[Data items]
pub mod audio;
pub mod config;
pub mod error;
pub mod live;
pub mod session;

pub use audio::{
    CaptureBackend, CaptureConfig, CaptureFrame, DeviceSink, MicrophoneBackend, PlaybackScheduler,
    PlaybackSink, ScheduledBuffer,
};
pub use config::Config;
pub use error::{SessionError, SessionResult};
pub use live::{LiveConnection, LiveEndpoint, ServerEvent, SessionSetup, WsLiveEndpoint};
pub use session::{LiveSession, SessionConfig, SessionState, Speaker, TranscriptEntry};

WHAT TO WORK ON
Print every record above exactly as it stands.

SOLVED PROBLEM
pub mod audio;
pub mod config;
pub mod error;
pub mod live;
pub mod session;

pub use audio::{
    CaptureBackend, CaptureConfig, CaptureFrame, DeviceSink, MicrophoneBackend, PlaybackScheduler,
    PlaybackSink, ScheduledBuffer,
};
pub use config::Config;
pub use error::{SessionError, SessionResult};
pub use live::{LiveConnection, LiveEndpoint, ServerEvent, SessionSetup, WsLiveEndpoint};
pub use session::{LiveSession, SessionConfig, SessionState, Speaker, TranscriptEntry};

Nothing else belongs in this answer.